YOUR GOAL — Word for word, restate the lines of the data from the first through the one containing "the email lookup.", and nothing else.

Stored data entries
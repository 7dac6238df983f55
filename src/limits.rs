//! Hard input bounds. Requests exceeding these are rejected before any lock
//! is taken.

pub const MAX_NAME_LEN: usize = 120;
pub const MAX_EMAIL_LEN: usize = 254;
pub const MAX_PHONE_LEN: usize = 32;

/// Maximum rows returned by the email lookup.
pub const MAX_LOOKUP_RESULTS: usize = 200;

/// Partitions older than this many days are dropped at WAL compaction.
pub const RETENTION_DAYS: u64 = 90;
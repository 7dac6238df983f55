//! The venue's civil calendar. Every date-window comparison in the engine
//! reads "today" from this one source; nothing else consults a clock for
//! calendar purposes.

use chrono::{FixedOffset, NaiveDate, Utc};

/// Default venue offset: UTC−6 (the venue's local clock, no DST).
pub const DEFAULT_UTC_OFFSET_MIN: i32 = -360;

#[derive(Debug, Clone, Copy)]
pub struct VenueClock {
    offset: FixedOffset,
}

impl VenueClock {
    /// Build a clock from a UTC offset in minutes. Returns `None` for offsets
    /// outside ±24h.
    pub fn from_offset_minutes(offset_min: i32) -> Option<Self> {
        FixedOffset::east_opt(offset_min * 60).map(|offset| Self { offset })
    }

    /// The venue-local calendar date right now.
    pub fn today(&self) -> NaiveDate {
        Utc::now().with_timezone(&self.offset).date_naive()
    }
}

impl Default for VenueClock {
    fn default() -> Self {
        Self::from_offset_minutes(DEFAULT_UTC_OFFSET_MIN).expect("default offset is in range")
    }
}

/// Unix milliseconds — used for `created_at` stamps, not calendar logic.
pub fn unix_ms() -> i64 {
    Utc::now().timestamp_millis()
}

#[cfg(test)]
mod tests {
    use super::*;

    #[test]
    fn offset_bounds() {
        assert!(VenueClock::from_offset_minutes(-360).is_some());
        assert!(VenueClock::from_offset_minutes(0).is_some());
        assert!(VenueClock::from_offset_minutes(14 * 60).is_some());
        assert!(VenueClock::from_offset_minutes(25 * 60).is_none());
    }

    #[test]
    fn default_matches_explicit() {
        let explicit = VenueClock::from_offset_minutes(DEFAULT_UTC_OFFSET_MIN).unwrap();
        // Same instant must map to the same civil date.
        assert_eq!(explicit.today(), VenueClock::default().today());
    }
}
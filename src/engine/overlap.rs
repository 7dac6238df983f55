use crate::model::{HouseId, Minute, Reservation, TimeRange};
use crate::slots;

/// One grid slot on the availability board.
#[derive(Debug, Clone, PartialEq, Eq)]
pub struct SlotCell {
    pub start: Minute,
    pub end: Minute,
    /// Set when the slot conflicts with a confirmed reservation; carries the
    /// holding house for display attribution.
    pub taken_by: Option<HouseId>,
}

impl SlotCell {
    pub fn is_taken(&self) -> bool {
        self.taken_by.is_some()
    }
}

/// First confirmed reservation whose stored interval conflicts with `range`.
/// Two half-open intervals conflict iff s1 < e2 && s2 < e1; each row's own
/// end is used, so per-reservation durations that differ from the grid's
/// nominal duration classify correctly.
pub(crate) fn find_conflict<'a>(
    rows: &'a [Reservation],
    range: &TimeRange,
) -> Option<&'a Reservation> {
    rows.iter()
        .find(|r| r.is_confirmed() && r.range.overlaps(range))
}

/// Classify every grid slot against the day's reservations. Linear scan per
/// slot — bounded daily volumes, no interval index needed at this scale.
pub(crate) fn slot_board(rows: &[Reservation]) -> Vec<SlotCell> {
    slots::grid_slots()
        .map(|start| {
            let range = slots::slot_range(start);
            SlotCell {
                start,
                end: range.end,
                taken_by: find_conflict(rows, &range).map(|r| r.house.clone()),
            }
        })
        .collect()
}
//! # Route URLs
//!
//! Absolute URLs of the success, failed and callback routes, used as
//! redirect and callback targets on new purchases.

/// Public URLs of the CHIP routes mounted by the application
#[derive(Debug, Clone, PartialEq, Eq)]
pub struct ChipInUrls {
    /// Base URL of the application (e.g., "https://shop.example.com")
    pub base_url: String,
    /// Route prefix the CHIP routes are mounted under (e.g., "/chipin")
    pub prefix: String,
}

impl ChipInUrls {
    pub fn new(base_url: impl Into<String>, prefix: impl Into<String>) -> Self {
        Self {
            base_url: base_url.into().trim_end_matches('/').to_string(),
            prefix: normalize_prefix(&prefix.into()),
        }
    }

    pub fn success_url(&self) -> String {
        format!("{}{}/success", self.base_url, self.prefix)
    }

    pub fn failed_url(&self) -> String {
        format!("{}{}/failed", self.base_url, self.prefix)
    }

    pub fn callback_url(&self) -> String {
        format!("{}{}/callback", self.base_url, self.prefix)
    }
}

impl Default for ChipInUrls {
    fn default() -> Self {
        Self::new("http://localhost:8080", "/chipin")
    }
}

/// Leading slash, no trailing slash; empty stays empty.
pub fn normalize_prefix(prefix: &str) -> String {
    let trimmed = prefix.trim_matches('/');
    if trimmed.is_empty() {
        String::new()
    } else {
        format!("/{}", trimmed)
    }
}
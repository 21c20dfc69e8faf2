//! # Purchase Endpoint
//!
//! Creating purchases, resolving their checkout URL and normalizing the
//! callbacks CHIP sends back for them.

use crate::client::ChipClient;
use chipin_core::{
    ApiError, CallbackPayload, ChipError, ChipInUrls, ChipResult, PurchaseRequest,
    PurchaseResponse,
};
use serde_json::{Map, Value};
use tracing::{info, instrument};

/// CHIP purchases endpoint path
pub const PURCHASES_ENDPOINT: &str = "purchases/";

/// Purchase endpoint adapter
#[derive(Debug, Clone)]
pub struct Purchase {
    client: ChipClient,
    urls: ChipInUrls,
}

impl Purchase {
    /// `urls` supplies the callback and redirect defaults for new purchases.
    pub fn new(client: ChipClient, urls: ChipInUrls) -> Self {
        Self { client, urls }
    }

    pub fn client(&self) -> &ChipClient {
        &self.client
    }

    pub fn urls(&self) -> &ChipInUrls {
        &self.urls
    }

    /// Fields every purchase starts from. Caller values override them.
    fn defaults(&self) -> Map<String, Value> {
        let mut defaults = Map::new();
        if let Some(brand_id) = &self.client.config().brand_id {
            defaults.insert("brand_id".into(), Value::String(brand_id.clone()));
        }
        defaults.insert("send_receipt".into(), Value::Bool(false));
        defaults.insert("skip_capture".into(), Value::Bool(false));
        defaults.insert("force_recurring".into(), Value::Bool(false));
        defaults.insert("success_callback".into(), Value::String(self.urls.callback_url()));
        defaults.insert("success_redirect".into(), Value::String(self.urls.success_url()));
        defaults.insert("failure_redirect".into(), Value::String(self.urls.failed_url()));
        defaults
    }

    /// Create a purchase.
    ///
    /// Fails with `ChipError::Configuration` before any request is sent when
    /// neither the payload nor the configuration provides a brand ID.
    #[instrument(skip(self, payload))]
    pub async fn create(&self, mut payload: PurchaseRequest) -> ChipResult<PurchaseResponse> {
        payload.merge_defaults(self.defaults());

        if !payload.get("brand_id").is_some_and(has_brand_id) {
            return Err(ChipError::Configuration(
                "brand_id missing: set CHIPIN_BRAND_ID or pass brand_id in the purchase".to_string(),
            ));
        }

        let response = PurchaseResponse::from(
            self.client
                .post(PURCHASES_ENDPOINT, payload.into_inner())
                .await?,
        );

        info!(
            "Created CHIP purchase: id={}, status={}",
            response.id().unwrap_or("unknown"),
            response.status().unwrap_or("unknown")
        );

        Ok(response)
    }

    /// Create a purchase and return the hosted checkout URL the customer
    /// should be redirected to.
    pub async fn create_and_redirect(&self, payload: PurchaseRequest) -> ChipResult<String> {
        let response = self.create(payload).await?;

        match response.checkout_url() {
            Some(url) => Ok(url.to_string()),
            None => Err(ApiError::new(
                "CHIP API did not return a checkout_url",
                None,
                Some(Value::Object(response.into_inner())),
            )
            .into()),
        }
    }

    /// Fetch a purchase by ID.
    ///
    /// IDs are placed in the URL path as-is, so only ASCII letters, digits,
    /// `-` and `_` are accepted.
    #[instrument(skip(self))]
    pub async fn retrieve(&self, purchase_id: &str) -> ChipResult<PurchaseResponse> {
        if purchase_id.trim().is_empty() {
            return Err(ChipError::InvalidRequest("purchase id is empty".to_string()));
        }
        if !purchase_id
            .chars()
            .all(|c| c.is_ascii_alphanumeric() || c == '-' || c == '_')
        {
            return Err(ChipError::InvalidRequest(format!(
                "purchase id contains invalid characters: {:?}",
                purchase_id
            )));
        }

        let endpoint = format!("{}{}/", PURCHASES_ENDPOINT, purchase_id);
        Ok(PurchaseResponse::from(self.client.get(&endpoint).await?))
    }

    /// Normalize an inbound callback body
    pub fn handle_callback(&self, raw: Map<String, Value>) -> CallbackPayload {
        CallbackPayload::from_raw(raw)
    }
}

fn has_brand_id(value: &Value) -> bool {
    match value {
        Value::String(s) => !s.trim().is_empty(),
        Value::Null => false,
        _ => true,
    }
}
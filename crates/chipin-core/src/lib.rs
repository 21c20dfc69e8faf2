//! # chipin-core
//!
//! Core types for the CHIP payment gateway integration.
//!
//! This crate provides:
//! - `PurchaseRequest` and `PurchaseResponse` for the `purchases/` endpoint
//! - `CallbackPayload` and `PaymentStatus` for inbound payment callbacks
//! - `ChipInUrls` for the success, failed and callback route URLs
//! - `ChipError` and `ApiError` for typed error handling
//!
//! ## Example
//!
//! ```rust,ignore
//! use chipin_core::PurchaseRequest;
//!
//! let request = PurchaseRequest::new()
//!     .with_client_email("buyer@example.com")
//!     .with_currency("MYR")
//!     .with_product("Hoodie", 12900);
//!
//! // Hand it to chipin_client::Purchase::create_and_redirect
//! // and send the customer to the returned checkout URL
//! ```

pub mod callback;
pub mod error;
pub mod purchase;
pub mod urls;

// Re-exports for convenience
pub use callback::{CallbackPayload, PaymentStatus};
pub use error::{ApiError, ChipError, ChipResult};
pub use purchase::{PurchaseRequest, PurchaseResponse};
pub use urls::ChipInUrls;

SOLUTION FOR THIS PROBLEM —
repository 7dac6238df983f55
filename src/limits.rs
//! Hard input bounds. Requests exceeding these are rejected before any lock
//! is taken.

pub const MAX_NAME_LEN: usize = 120;
pub const MAX_EMAIL_LEN: usize = 254;
pub const MAX_PHONE_LEN: usize = 32;

/// Maximum rows returned by the email lookup.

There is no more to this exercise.